Le soir du 13 juillet 1793, un homme git dans sa baignoire. Il s’agit de Marat, la voix de la Révolution, "l’ami du peuple" !

Le 14 novembre 1793 David présente à la Convention le tableau de cette scène...

Les élèves sont appelés à mener l’enquête sur cette histoire. S’agit-il d’une scène de crime, d’un suicide, d’un accident ? Qui a pu commettre l’irréparable ? Et pourquoi ?

Autant de questions pour voir, observer, lire, comprendre ce tableau devenu un des symboles de la Révolution, un chef d’oeuvre.

Autant de questions pour comprendre les années 1792-1793, les tensions et les violences entre Girondins et Montagnard,s la période de la Terreur.

Problématique :

Comment peut-on expliquer cette scène ?

Démarche :

Séance 1 : l’année 1789

Séance 2 : la monarchie constitutionnelle

Séance 3 : Marat - David - Corday

    1. Observer et remplir une fiche de travail en salle informatique
    2. Correction : la fiche est la trace écrite.

Décrire la scène, noter les indices, proposer le type de scène ( criminelle, suicide, accident de travail...)

Rechercher des informations sur les protagonistes de l’affaire : David - Marat - Corday).
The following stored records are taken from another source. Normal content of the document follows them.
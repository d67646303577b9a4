//! Error reporter
//!
//! Posts a visible diagnostic into a channel whose topic could not be
//! fetched at all.

use crate::config::DistributionConfig;
use crate::domain::entities::{Channel, Embed, OutgoingMessage};
use crate::domain::ports::ChatPlatform;

pub fn channel_error_embed(topic: &str, config: &DistributionConfig) -> Embed {
    Embed::new(config.ui.embed_color)
        .title(topic)
        .description(&format!("The feed r/{} does not seem to be available", topic))
        .url(config.reddit.topic_url(topic))
}

/// Send one diagnostic embed to `channel`. Never fails: a send error is
/// logged and dropped.
pub async fn report_channel_error<C: ChatPlatform + ?Sized>(
    chat: &C,
    channel: &Channel,
    config: &DistributionConfig,
) {
    let topic = channel
        .feed_topic()
        .or(channel.topic.as_deref())
        .unwrap_or_default();
    let message = OutgoingMessage::embed(channel_error_embed(topic, config));

    if let Err(e) = chat.send(&channel.id, &message).await {
        tracing::error!(
            channel = %channel.name,
            topic = %topic,
            "Failed to send channel diagnostic: {}",
            e
        );
    }
}
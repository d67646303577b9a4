//! Adapters layer
//!
//! Implementations of port traits for external systems.

pub mod discord;
pub mod reddit;
pub mod stats;

pub use discord::DiscordClient;
pub use reddit::RedditClient;
pub use stats::PassStatsReporter;
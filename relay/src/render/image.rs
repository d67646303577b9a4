//! Image renderer

use std::sync::Arc;

use async_trait::async_trait;

use super::{attribution, DispatchOutcome, SubmissionRenderer};
use crate::config::DistributionConfig;
use crate::domain::entities::{Channel, Embed, OutgoingMessage, Submission};
use crate::domain::ports::ChatPlatform;
use crate::error::RenderError;

pub struct ImageRenderer<C: ChatPlatform> {
    chat: Arc<C>,
}

impl<C: ChatPlatform> ImageRenderer<C> {
    pub fn new(chat: Arc<C>) -> Self {
        Self { chat }
    }
}

pub fn image_embed(submission: &Submission, config: &DistributionConfig) -> Embed {
    Embed::new(config.ui.embed_color)
        .title(&submission.title)
        .url(submission.permalink.clone())
        .image(submission.url.clone())
        .footer(attribution(submission))
}

#[async_trait]
impl<C: ChatPlatform> SubmissionRenderer for ImageRenderer<C> {
    async fn render(
        &self,
        submission: &Submission,
        channel: &Channel,
        config: &DistributionConfig,
    ) -> Result<DispatchOutcome, RenderError> {
        tracing::debug!(
            channel = %channel.name,
            title = %submission.title,
            url = %submission.url,
            "Rendering submission as image"
        );

        // Inline previews would expose the content
        if submission.is_sensitive() {
            return Ok(DispatchOutcome::Error);
        }

        let message = OutgoingMessage::embed(image_embed(submission, config));
        self.chat.send(&channel.id, &message).await?;
        Ok(DispatchOutcome::Success)
    }
}
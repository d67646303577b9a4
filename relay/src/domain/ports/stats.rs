//! Stats reporter port trait
//!
//! Receives the aggregate outcome of a full distribution pass.

use std::time::Duration;

use async_trait::async_trait;
use serde::Serialize;

/// Aggregate outcome of one distribution pass
#[derive(Debug, Clone, Default, PartialEq, Eq, Serialize)]
pub struct PassStats {
    pub elapsed: Duration,
    /// Eligible channels processed
    pub channels_attempted: usize,
    /// Channels whose retrieval failed or whose fallback aborted the loop
    pub channels_failed: usize,
    /// Items delivered by their type-specific renderer
    pub rendered: usize,
    /// Items delivered by the plain-text fallback
    pub fallbacks: usize,
}

impl PassStats {
    pub fn delivered(&self) -> usize {
        self.rendered + self.fallbacks
    }
}

/// Port trait for pass statistics
#[async_trait]
pub trait StatsReporter: Send + Sync {
    async fn report(&self, stats: &PassStats);
}
//! Reddit API client implementation

use async_trait::async_trait;
use reqwest::redirect::Policy;
use reqwest::{Client, StatusCode};
use serde::Deserialize;
use urlencoding::encode;

use super::listing::ListingResponse;
use crate::config::RedditConfig;
use crate::domain::entities::Submission;
use crate::domain::ports::{FeedClient, FeedSession, PostOptions};
use crate::error::FeedError;

/// Implementation of the feed platform port for Reddit
pub struct RedditClient {
    http: Client,
    config: RedditConfig,
}

impl RedditClient {
    pub fn new(config: RedditConfig) -> Result<Self, FeedError> {
        // A redirect on a listing means the subreddit does not exist
        let http = Client::builder()
            .user_agent(config.user_agent.clone())
            .redirect(Policy::none())
            .build()?;

        Ok(Self { http, config })
    }

    fn token_url(&self) -> String {
        format!("{}/api/v1/access_token", self.config.service_url)
    }

    fn top_url(&self, topic: &str) -> String {
        format!("{}/r/{}/top", self.config.api_url, encode(topic))
    }

    fn grant(&self) -> Vec<(&'static str, &str)> {
        match (&self.config.username, &self.config.password) {
            (Some(username), Some(password)) => vec![
                ("grant_type", "password"),
                ("username", username.as_str()),
                ("password", password.as_str()),
            ],
            _ => vec![("grant_type", "client_credentials")],
        }
    }
}

#[derive(Deserialize)]
struct TokenResponse {
    #[serde(default)]
    access_token: Option<String>,
    #[serde(default)]
    error: Option<String>,
}

#[async_trait]
impl FeedClient for RedditClient {
    async fn open_session(&self) -> Result<FeedSession, FeedError> {
        let response = self
            .http
            .post(self.token_url())
            .basic_auth(&self.config.client_id, Some(&self.config.client_secret))
            .form(&self.grant())
            .send()
            .await?;

        let status = response.status();
        if status == StatusCode::UNAUTHORIZED || status == StatusCode::FORBIDDEN {
            return Err(FeedError::Unauthorized);
        }
        if status == StatusCode::TOO_MANY_REQUESTS {
            return Err(FeedError::RateLimited);
        }
        if !status.is_success() {
            let message = response.text().await.unwrap_or_default();
            return Err(FeedError::Api {
                status: status.as_u16(),
                message,
            });
        }

        let token: TokenResponse = response
            .json()
            .await
            .map_err(|e| FeedError::Deserialization(e.to_string()))?;

        // Bad credentials come back as 200 with an error field
        match (token.access_token, token.error) {
            (Some(access_token), None) => Ok(FeedSession { access_token }),
            (_, Some(error)) => {
                tracing::warn!("Token request rejected: {}", error);
                Err(FeedError::Unauthorized)
            }
            (None, None) => Err(FeedError::Deserialization(
                "token response without access_token".to_string(),
            )),
        }
    }

    async fn top_submissions(
        &self,
        session: &FeedSession,
        topic: &str,
        options: &PostOptions,
    ) -> Result<Vec<Submission>, FeedError> {
        let limit = options.limit.to_string();
        let response = self
            .http
            .get(self.top_url(topic))
            .bearer_auth(&session.access_token)
            .query(&[
                ("t", options.time.as_str()),
                ("limit", limit.as_str()),
                ("raw_json", "1"),
            ])
            .send()
            .await?;

        let status = response.status();
        if status.is_redirection()
            || status == StatusCode::NOT_FOUND
            || status == StatusCode::FORBIDDEN
        {
            return Err(FeedError::TopicUnavailable(topic.to_string()));
        }
        if status == StatusCode::UNAUTHORIZED {
            return Err(FeedError::Unauthorized);
        }
        if status == StatusCode::TOO_MANY_REQUESTS {
            return Err(FeedError::RateLimited);
        }
        if !status.is_success() {
            let message = response.text().await.unwrap_or_default();
            return Err(FeedError::Api {
                status: status.as_u16(),
                message,
            });
        }

        let listing: ListingResponse = response
            .json()
            .await
            .map_err(|e| FeedError::Deserialization(e.to_string()))?;

        Ok(listing
            .data
            .children
            .into_iter()
            .filter(|thing| thing.kind == "t3")
            .map(|thing| thing.data.into_submission(&self.config.service_url))
            .collect())
    }
}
Déterminer les causes de cette scène, le contexte historique, l’assassin, l’arme...

Comment cette scène historique et criminelle devient un chef d’oeuvre par David et une oeuvre de propagande ?
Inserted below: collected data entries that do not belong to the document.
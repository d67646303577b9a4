//! Unified error types for subrelay
//!
//! This module defines error types for each layer:
//! - `ChatError`: Chat platform (Discord) client errors
//! - `FeedError`: Feed platform (Reddit) client errors
//! - `RenderError`: Hard failures raised by a submission renderer
//! - `DistributionError`: Errors surfaced by the distribution service
//! - `ConfigError`: Startup configuration errors

use std::time::Duration;

use thiserror::Error;

/// Chat platform client errors
#[derive(Debug, Error)]
pub enum ChatError {
    #[error("Request failed: {0}")]
    Request(#[from] reqwest::Error),

    #[error("API error: {status} - {message}")]
    Api { status: u16, message: String },

    #[error("Channel not found: {0}")]
    ChannelNotFound(String),

    #[error("Rate limited")]
    RateLimited,

    #[error("Unauthorized - invalid bot token")]
    Unauthorized,

    #[error("Deserialization error: {0}")]
    Deserialization(String),
}

/// Feed platform client errors
#[derive(Debug, Error)]
pub enum FeedError {
    #[error("Request failed: {0}")]
    Request(#[from] reqwest::Error),

    #[error("API error: {status} - {message}")]
    Api { status: u16, message: String },

    #[error("Topic unavailable: {0}")]
    TopicUnavailable(String),

    #[error("Feed request timed out after {0:?}")]
    Timeout(Duration),

    #[error("Rate limited")]
    RateLimited,

    #[error("Unauthorized - invalid feed credentials")]
    Unauthorized,

    #[error("Deserialization error: {0}")]
    Deserialization(String),
}

/// Hard renderer failures.
///
/// Recoverable per-item conditions are reported through
/// `DispatchOutcome::Error` instead; these are the cases a renderer refuses
/// outright.
#[derive(Debug, Error)]
pub enum RenderError {
    #[error("Chat error: {0}")]
    Chat(#[from] ChatError),

    #[error("Content too long: {len} characters (limit {limit})")]
    TooLong { len: usize, limit: usize },

    #[error("Restricted content: {0}")]
    Restricted(String),

    #[error("Fallback renderer declined the submission")]
    FallbackDeclined,
}

/// Distribution service errors
#[derive(Debug, Error)]
pub enum DistributionError {
    #[error("Feed error: {0}")]
    Feed(#[from] FeedError),

    #[error("Fallback render failed: {0}")]
    Render(#[from] RenderError),

    #[error("Channel not found: {0}")]
    ChannelNotFound(String),

    #[error("Channel {channel} has no usable topic")]
    IneligibleTopic { channel: String },
}

/// Configuration errors
#[derive(Debug, Error)]
pub enum ConfigError {
    #[error("{0} must be set")]
    Missing(&'static str),

    #[error("Invalid value for {key}: {value:?} ({reason})")]
    Invalid {
        key: &'static str,
        value: String,
        reason: String,
    },
}
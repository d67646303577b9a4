//! Content-text renderer
//!
//! Renders a self post's body as a markdown code block.

use std::sync::Arc;

use async_trait::async_trait;

use super::{DispatchOutcome, SubmissionRenderer};
use crate::config::DistributionConfig;
use crate::domain::entities::{Channel, OutgoingMessage, Submission, MESSAGE_CONTENT_LIMIT};
use crate::domain::ports::ChatPlatform;
use crate::error::RenderError;

pub struct ContentTextRenderer<C: ChatPlatform> {
    chat: Arc<C>,
}

impl<C: ChatPlatform> ContentTextRenderer<C> {
    pub fn new(chat: Arc<C>) -> Self {
        Self { chat }
    }
}

/// Title in bold followed by the body in a markdown code block
pub fn content_text(submission: &Submission) -> String {
    format!(
        "**{}**\n```md\n{}\n```",
        submission.title, submission.selftext
    )
}

#[async_trait]
impl<C: ChatPlatform> SubmissionRenderer for ContentTextRenderer<C> {
    /// Fails hard on adult/spoiler content and when the composed message
    /// would exceed the message limit.
    async fn render(
        &self,
        submission: &Submission,
        channel: &Channel,
        _config: &DistributionConfig,
    ) -> Result<DispatchOutcome, RenderError> {
        tracing::debug!(
            channel = %channel.name,
            title = %submission.title,
            url = %submission.url,
            "Rendering submission as content text"
        );

        if submission.is_sensitive() {
            return Err(RenderError::Restricted(
                "submission is NSFW or spoiler".to_string(),
            ));
        }

        let content = content_text(submission);
        let len = content.chars().count();
        if len > MESSAGE_CONTENT_LIMIT {
            return Err(RenderError::TooLong {
                len,
                limit: MESSAGE_CONTENT_LIMIT,
            });
        }

        self.chat
            .send(&channel.id, &OutgoingMessage::text(content))
            .await?;
        Ok(DispatchOutcome::Success)
    }
}
//! Discord adapter
//!
//! Implementation of the chat platform port over the Discord REST API.

pub mod client;

pub use client::DiscordClient;
//! Outgoing chat message
//!
//! Serializes directly into the chat platform's create-message payload.

use serde::{Deserialize, Serialize};

/// Maximum length of a plain message body
pub const MESSAGE_CONTENT_LIMIT: usize = 2000;
pub const EMBED_TITLE_LIMIT: usize = 256;
pub const EMBED_DESCRIPTION_LIMIT: usize = 4096;
pub const MAX_EMBEDS_PER_MESSAGE: usize = 10;

#[derive(Debug, Clone, Default, PartialEq, Serialize, Deserialize)]
pub struct OutgoingMessage {
    #[serde(skip_serializing_if = "Option::is_none")]
    pub content: Option<String>,
    #[serde(default, skip_serializing_if = "Vec::is_empty")]
    pub embeds: Vec<Embed>,
}

impl OutgoingMessage {
    pub fn text(content: impl Into<String>) -> Self {
        Self {
            content: Some(content.into()),
            embeds: Vec::new(),
        }
    }

    pub fn embed(embed: Embed) -> Self {
        Self {
            content: None,
            embeds: vec![embed],
        }
    }

    pub fn embeds(embeds: Vec<Embed>) -> Self {
        Self {
            content: None,
            embeds,
        }
    }
}

#[derive(Debug, Clone, Default, PartialEq, Serialize, Deserialize)]
pub struct Embed {
    #[serde(skip_serializing_if = "Option::is_none")]
    pub title: Option<String>,
    #[serde(skip_serializing_if = "Option::is_none")]
    pub description: Option<String>,
    #[serde(skip_serializing_if = "Option::is_none")]
    pub url: Option<String>,
    #[serde(skip_serializing_if = "Option::is_none")]
    pub color: Option<u32>,
    #[serde(skip_serializing_if = "Option::is_none")]
    pub image: Option<EmbedImage>,
    #[serde(skip_serializing_if = "Option::is_none")]
    pub footer: Option<EmbedFooter>,
    #[serde(default, skip_serializing_if = "Vec::is_empty")]
    pub fields: Vec<EmbedField>,
    /// ISO8601 timestamp
    #[serde(skip_serializing_if = "Option::is_none")]
    pub timestamp: Option<String>,
}

#[derive(Debug, Clone, PartialEq, Serialize, Deserialize)]
pub struct EmbedImage {
    pub url: String,
}

#[derive(Debug, Clone, PartialEq, Serialize, Deserialize)]
pub struct EmbedFooter {
    pub text: String,
}

#[derive(Debug, Clone, PartialEq, Serialize, Deserialize)]
pub struct EmbedField {
    pub name: String,
    pub value: String,
    #[serde(default)]
    pub inline: bool,
}

impl Embed {
    pub fn new(color: u32) -> Self {
        Self {
            color: Some(color),
            ..Default::default()
        }
    }

    pub fn title(mut self, title: &str) -> Self {
        self.title = Some(truncate(title, EMBED_TITLE_LIMIT));
        self
    }

    pub fn description(mut self, description: &str) -> Self {
        self.description = Some(truncate(description, EMBED_DESCRIPTION_LIMIT));
        self
    }

    pub fn url(mut self, url: impl Into<String>) -> Self {
        self.url = Some(url.into());
        self
    }

    pub fn image(mut self, url: impl Into<String>) -> Self {
        self.image = Some(EmbedImage { url: url.into() });
        self
    }

    pub fn footer(mut self, text: impl Into<String>) -> Self {
        self.footer = Some(EmbedFooter { text: text.into() });
        self
    }

    pub fn field(mut self, name: impl Into<String>, value: impl Into<String>, inline: bool) -> Self {
        self.fields.push(EmbedField {
            name: name.into(),
            value: value.into(),
            inline,
        });
        self
    }

    pub fn timestamp(mut self, timestamp: impl Into<String>) -> Self {
        self.timestamp = Some(timestamp.into());
        self
    }
}

/// Truncate to at most `limit` characters, marking the cut with an ellipsis
pub fn truncate(text: &str, limit: usize) -> String {
    if text.chars().count() <= limit {
        return text.to_string();
    }
    let mut out: String = text.chars().take(limit.saturating_sub(1)).collect();
    out.push('…');
    out
}
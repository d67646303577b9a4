//! Test utilities
//!
//! Manual mock implementations and test fixtures for unit testing.
//!
//! Why manual mocks instead of mockall?
//! - The port traits take borrowed arguments, which mockall handles poorly
//! - Manual mocks record calls in order, which the dispatch tests rely on
//! - We control exactly what they return without macro magic

pub mod fixtures;
pub mod mocks;

pub use fixtures::*;
pub use mocks::*;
Bien sûr tout est affaire d’interprétation : voir la bibliographie !

Séance 4 : la Terreur

Séance 5 : les déclarations des droits de l’homme (1789-1793- 1795)

En conclusion : la révolution Thermidorienne et le coup d’Etat de Bonaparte.

Capacités :

Lecture d’un tableau - Recherche des informations dont le contexte, les personnages dans Wikipédia (mots clefs pour la recherche)

Compétences :

Les Girondins - Les Montagnards - Marat - L’Ami du Peuple - Robespierre - David

Bibliographie :

Michelet Régis, Sahut Marie-Catherine, David l’art et le politique, Découverte Gallimard, 1988

Jaubert Alain, Lagier Valérie, Moncond’hui Dominique, Scepi Henri, L’art pris au mot, Gallimard, 2007

Firmin-Didot Catherine, L’oeuvre dévoilée, Palette, 2009

Site Wikipédia pour : Marat - Corday et David (ou Larousse.fr)

Quelques éléments :

"Chacun de nous est comptable à la patrie des talents qu’il a reçus de la nature... Le vrai patriote doit saisir avec empressement tous les moyens d’éclairer ses concitoyens, et présenter sans cesse à leurs yeux les traits sublimes d’héroïsme et de vertu". David.

David à la fin de 1792 - début 1793.

David entre en politique pendant l’année 1792 en choisissant de se ranger du côté des jacobins et en particulier auprès de Marat. Il quitte ses amis libéraux : Lavoisier, Chénier...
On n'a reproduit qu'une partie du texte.